Press releases

Japan’s Usufuku Honten Bluefin Tuna Fishery enters MSC assessment

August 22, 2018

Usufuku Honten Co. Ltd., located in Kesen-numa, Miyagi Prefecture, has entered its bluefin tuna (Thunnus thynnus) fishery for assessment against the Marine Stewardship Council (MSC) Fisheries Standard. An independent team of assessors from Control Union Pesca Ltd. will examine whether this fishery meets the Standard. The target of the assessment will be a single longline vessel, Dai-ichi Shofuku-maru, which caught 48 tonnes of bluefin tuna in 2017. 

This is the first bluefin tuna fishery in the world to undergo MSC assessment and will be measured against the same standard that every fishery in the MSC global program is assessed against. The MSC assessment process uses science and evidence, and solicits input from diverse stakeholders. No judgements are made about how sustainable a fishery is until it has completed the full assessment. 

Usufuku Honten was established in 1882 as a fish wholesaler and in the 1930s started fishing in the Japanese EEZ and on the high seas. Since the 1980s, the company has focused its fishing operation on the pelagic longline tuna fishery globally. The Dai-ichi Shofuku-maru operates in the Atlantic Ocean all year around and catches bluefin tuna in October and November. Family owned, Usufuku Honten is looking to the future and is closely involved with the rebuilding of the Kesen-numa and Tohoku fishing industry following damage cause by the 2011 tsunami.  

Mr.

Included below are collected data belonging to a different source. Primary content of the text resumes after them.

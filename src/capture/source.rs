//! The seam between voxgate and the opaque generation backend.

use crate::audio::AudioChunk;
use crate::error::{Result, VoxgateError};
use std::time::Duration;

/// A lazy, finite sequence of audio chunks from the generation backend.
///
/// The backend is opaque: voxgate only requires that it yields chunks in
/// sequence order and eventually returns `None` (exhausted) or an error.
/// Implementations may block in `next_chunk`; the capture engine drives them
/// on a dedicated worker thread.
pub trait ChunkSource: Send {
    /// Pulls the next chunk. `Ok(None)` means normal exhaustion.
    fn next_chunk(&mut self) -> Result<Option<AudioChunk>>;
}

impl ChunkSource for Box<dyn ChunkSource> {
    fn next_chunk(&mut self) -> Result<Option<AudioChunk>> {
        (**self).next_chunk()
    }
}

/// Scripted source for tests: replays a fixed chunk list with configurable
/// failure and stall behavior.
pub struct ScriptedSource {
    chunks: std::vec::IntoIter<Vec<f32>>,
    sequence: u64,
    fail_after: Option<usize>,
    emitted: usize,
    delay: Option<Duration>,
    shuffle_sequence: bool,
}

impl ScriptedSource {
    /// Creates a source yielding the given chunks with sequences 0, 1, 2, ...
    pub fn new(chunks: Vec<Vec<f32>>) -> Self {
        Self {
            chunks: chunks.into_iter(),
            sequence: 0,
            fail_after: None,
            emitted: 0,
            delay: None,
            shuffle_sequence: false,
        }
    }

    /// Convenience: `count` chunks of `len` samples at a constant amplitude.
    pub fn constant(count: usize, len: usize, amplitude: f32) -> Self {
        Self::new(vec![vec![amplitude; len]; count])
    }

    /// Fail with a generation error after emitting `n` chunks.
    pub fn with_failure_after(mut self, n: usize) -> Self {
        self.fail_after = Some(n);
        self
    }

    /// Sleep before each chunk, to exercise timeout paths.
    pub fn with_delay(mut self, delay: Duration) -> Self {
        self.delay = Some(delay);
        self
    }

    /// Emit wrong sequence numbers, to exercise ordering enforcement.
    pub fn with_broken_sequencing(mut self) -> Self {
        self.shuffle_sequence = true;
        self
    }
}

impl ChunkSource for ScriptedSource {
    fn next_chunk(&mut self) -> Result<Option<AudioChunk>> {
        if let Some(limit) = self.fail_after
            && self.emitted >= limit
        {
            return Err(VoxgateError::Generation {
                message: "scripted generation failure".to_string(),
            });
        }
        if let Some(delay) = self.delay {
            std::thread::sleep(delay);
        }

        match self.chunks.next() {
            Some(samples) => {
                // Doubling the index leaves the first chunk at 0 but opens a
                // gap at the second, which is what ordering enforcement sees.
                let seq = if self.shuffle_sequence {
                    self.sequence * 2
                } else {
                    self.sequence
                };
                self.sequence += 1;
                self.emitted += 1;
                Ok(Some(AudioChunk::new(seq, samples)))
            }
            None => Ok(None),
        }
    }
}

#[cfg(test)]
mod tests {
    use super::*;

    #[test]
    fn scripted_source_replays_in_order() {
        let mut source = ScriptedSource::new(vec![vec![0.1; 4], vec![0.2; 4]]);

        let first = source.next_chunk().unwrap().unwrap();
        assert_eq!(first.sequence, 0);
        assert_eq!(first.samples, vec![0.1; 4]);

        let second = source.next_chunk().unwrap().unwrap();
        assert_eq!(second.sequence, 1);

        assert!(source.next_chunk().unwrap().is_none());
    }

    #[test]
    fn scripted_failure_fires_after_n_chunks() {
        let mut source = ScriptedSource::constant(5, 8, 0.5).with_failure_after(2);

        assert!(source.next_chunk().unwrap().is_some());
        assert!(source.next_chunk().unwrap().is_some());
        assert!(matches!(
            source.next_chunk(),
            Err(VoxgateError::Generation { .. })
        ));
    }

    #[test]
    fn boxed_source_is_usable() {
        let mut source: Box<dyn ChunkSource> = Box::new(ScriptedSource::constant(1, 4, 0.1));
        assert!(source.next_chunk().unwrap().is_some());
        assert!(source.next_chunk().unwrap().is_none());
    }

    #[test]
    fn broken_sequencing_opens_a_gap() {
        let mut source = ScriptedSource::constant(3, 4, 0.1).with_broken_sequencing();
        assert_eq!(source.next_chunk().unwrap().unwrap().sequence, 0);
        assert_eq!(source.next_chunk().unwrap().unwrap().sequence, 2);
    }
}
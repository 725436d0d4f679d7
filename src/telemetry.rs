//! Per-request metrics: JSON-line emission and rolling summaries.
//!
//! Every request, success or failure, leaves one record. The log keeps the
//! last [`crate::defaults::METRICS_CAPACITY`] records in memory for summaries
//! and emits each record as a single JSON line through the logging facade.

use crate::capture::CaptureMetrics;
use crate::defaults::METRICS_CAPACITY;
use serde::Serialize;
use std::collections::VecDeque;
use std::sync::Mutex;

/// One request's outcome, as recorded.
#[derive(Debug, Clone, Serialize)]
pub struct RequestMetrics {
    pub request_id: String,
    pub success: bool,
    #[serde(skip_serializing_if = "Option::is_none")]
    pub error: Option<String>,
    #[serde(skip_serializing_if = "Option::is_none")]
    pub control_digest: Option<String>,
    #[serde(skip_serializing_if = "Option::is_none")]
    pub content_digest: Option<String>,
    #[serde(skip_serializing_if = "Option::is_none")]
    pub chunk_count: Option<usize>,
    #[serde(skip_serializing_if = "Option::is_none")]
    pub first_chunk_ms: Option<u64>,
    #[serde(skip_serializing_if = "Option::is_none")]
    pub wall_time_secs: Option<f64>,
    #[serde(skip_serializing_if = "Option::is_none")]
    pub duration_secs: Option<f64>,
    #[serde(skip_serializing_if = "Option::is_none")]
    pub rtf: Option<f64>,
}

impl RequestMetrics {
    /// Record for a completed request.
    pub fn success(
        request_id: &str,
        control_digest: &str,
        content_digest: &str,
        capture: &CaptureMetrics,
    ) -> Self {
        Self {
            request_id: request_id.to_string(),
            success: true,
            error: None,
            control_digest: Some(control_digest.to_string()),
            content_digest: Some(content_digest.to_string()),
            chunk_count: Some(capture.chunk_count),
            first_chunk_ms: capture.first_chunk_ms(),
            wall_time_secs: Some(capture.wall_time.as_secs_f64()),
            duration_secs: Some(capture.duration_secs),
            rtf: Some(capture.rtf()),
        }
    }

    /// Record for a failed request; `error` is the stable error kind.
    pub fn failure(request_id: &str, error: &str) -> Self {
        Self {
            request_id: request_id.to_string(),
            success: false,
            error: Some(error.to_string()),
            control_digest: None,
            content_digest: None,
            chunk_count: None,
            first_chunk_ms: None,
            wall_time_secs: None,
            duration_secs: None,
            rtf: None,
        }
    }
}

/// Rolling summary over the retained records.
#[derive(Debug, Clone, PartialEq)]
pub struct MetricsSummary {
    pub total: usize,
    pub successful: usize,
    pub failed: usize,
    pub rtf_p50: Option<f64>,
    pub rtf_p95: Option<f64>,
    pub first_chunk_p50_ms: Option<u64>,
    pub first_chunk_p95_ms: Option<u64>,
}

/// Bounded in-memory request log.
pub struct MetricsLog {
    records: Mutex<VecDeque<RequestMetrics>>,
    capacity: usize,
}

impl MetricsLog {
    pub fn new() -> Self {
        Self::with_capacity(METRICS_CAPACITY)
    }

    pub fn with_capacity(capacity: usize) -> Self {
        Self {
            records: Mutex::new(VecDeque::with_capacity(capacity)),
            capacity,
        }
    }

    /// Appends a record, evicting the oldest beyond capacity, and emits it as
    /// one JSON line.
    pub fn record(&self, metrics: RequestMetrics) {
        match serde_json::to_string(&metrics) {
            Ok(line) => log::info!(target: "voxgate::metrics", "{line}"),
            Err(e) => log::warn!("failed to serialize request metrics: {e}"),
        }

        let mut records = match self.records.lock() {
            Ok(guard) => guard,
            // A poisoned log is still a usable log.
            Err(poisoned) => poisoned.into_inner(),
        };
        if records.len() == self.capacity {
            records.pop_front();
        }
        records.push_back(metrics);
    }

    /// Number of retained records.
    pub fn len(&self) -> usize {
        self.records.lock().map(|r| r.len()).unwrap_or(0)
    }

    pub fn is_empty(&self) -> bool {
        self.len() == 0
    }

    /// Computes percentile statistics over the retained records.
    pub fn summary(&self) -> MetricsSummary {
        let records = match self.records.lock() {
            Ok(guard) => guard,
            Err(poisoned) => poisoned.into_inner(),
        };

        let successful = records.iter().filter(|r| r.success).count();
        let mut rtfs: Vec<f64> = records.iter().filter_map(|r| r.rtf).collect();
        let mut first_chunks: Vec<u64> = records.iter().filter_map(|r| r.first_chunk_ms).collect();
        rtfs.sort_by(|a, b| a.total_cmp(b));
        first_chunks.sort_unstable();

        MetricsSummary {
            total: records.len(),
            successful,
            failed: records.len() - successful,
            rtf_p50: percentile(&rtfs, 0.50).copied(),
            rtf_p95: percentile(&rtfs, 0.95).copied(),
            first_chunk_p50_ms: percentile(&first_chunks, 0.50).copied(),
            first_chunk_p95_ms: percentile(&first_chunks, 0.95).copied(),
        }
    }
}

impl Default for MetricsLog {
    fn default() -> Self {
        Self::new()
    }
}

/// Nearest-rank percentile over a sorted slice.
fn percentile<T>(sorted: &[T], p: f64) -> Option<&T> {
    if sorted.is_empty() {
        return None;
    }
    let idx = ((sorted.len() as f64 * p) as usize).min(sorted.len() - 1);
    sorted.get(idx)
}

#[cfg(test)]
mod tests {
    use super::*;
    use std::time::Duration;

    fn capture_metrics(rtf_wall_ms: u64) -> CaptureMetrics {
        CaptureMetrics {
            chunk_count: 20,
            total_samples: 64_000,
            first_chunk_latency: Some(Duration::from_millis(rtf_wall_ms / 10)),
            wall_time: Duration::from_millis(rtf_wall_ms),
            duration_secs: 1.0,
            degraded_boundaries: 0,
            forced_stop: false,
        }
    }

    #[test]
    fn success_record_carries_capture_fields() {
        let m = RequestMetrics::success("req-1", "ctrl", "content", &capture_metrics(500));
        assert!(m.success);
        assert_eq!(m.chunk_count, Some(20));
        assert_eq!(m.first_chunk_ms, Some(50));
        assert!((m.rtf.unwrap() - 0.5).abs() < 1e-9);
    }

    #[test]
    fn failure_record_serializes_without_nulls() {
        let m = RequestMetrics::failure("req-2", "busy");
        let json = serde_json::to_string(&m).unwrap();
        assert!(json.contains("\"error\":\"busy\""));
        assert!(!json.contains("rtf"));
        assert!(!json.contains("null"));
    }

    #[test]
    fn log_evicts_beyond_capacity() {
        let log = MetricsLog::with_capacity(3);
        for i in 0..5 {
            log.record(RequestMetrics::failure(&format!("req-{i}"), "busy"));
        }
        assert_eq!(log.len(), 3);
    }

    #[test]
    fn summary_counts_and_percentiles() {
        let log = MetricsLog::new();
        for i in 1..=10u64 {
            log.record(RequestMetrics::success(
                &format!("req-{i}"),
                "ctrl",
                "content",
                &capture_metrics(i * 100),
            ));
        }
        log.record(RequestMetrics::failure("req-fail", "drift"));

        let summary = log.summary();
        assert_eq!(summary.total, 11);
        assert_eq!(summary.successful, 10);
        assert_eq!(summary.failed, 1);
        // rtf values are 0.1..=1.0; p50 sits mid-range, p95 near the top.
        let p50 = summary.rtf_p50.unwrap();
        let p95 = summary.rtf_p95.unwrap();
        assert!(p50 >= 0.4 && p50 <= 0.7, "p50 = {p50}");
        assert!(p95 >= 0.9, "p95 = {p95}");
        assert!(summary.first_chunk_p95_ms.unwrap() >= summary.first_chunk_p50_ms.unwrap());
    }

    #[test]
    fn summary_of_empty_log() {
        let log = MetricsLog::new();
        let summary = log.summary();
        assert_eq!(summary.total, 0);
        assert_eq!(summary.rtf_p50, None);
        assert_eq!(summary.first_chunk_p95_ms, None);
    }
}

Soutaro Usui, President of Usufuku Honten says: “While bluefin tuna fishing has a long and chequered history, Usufuku recognises its responsibility to pass ocean resources on to the next generation. Atlantic Bluefin tuna resources were once drastically depleted; however, due to our active commitment to abide by the strict rules of ICCAT, the latest stock assessment shows a surprising recovery. On the other hand, there is still a lot of untraceable tuna in the Japanese market. We would like to get MSC certified to convey to consumers in Japan what real sustainable fish and sustainable fishing are. In doing so, we believe we can modify Japanese people’s values around seafood.” 

Kozo Ishii, Programme Director Japan for the MSC, said: “A full MSC assessment is a transparent and difficult process and I respect any fishery that puts themselves under this level of scrutiny. The demand for MSC certified seafood has dramatically increased in Japan as it has in western countries. Especially for tuna, the demand is growing in Japan’s sashimi market. In its MSC assessment, Usufuku Honten will be examined to see if they work sustainably, including the management system, the fishery’s impact on bluefin tuna stocks and on their marine habitats. If the fishery is MSC certified, they will help fill the gap in demand for sustainable bluefin tuna in our market and encourage the further spread of certified seafood in Japan.”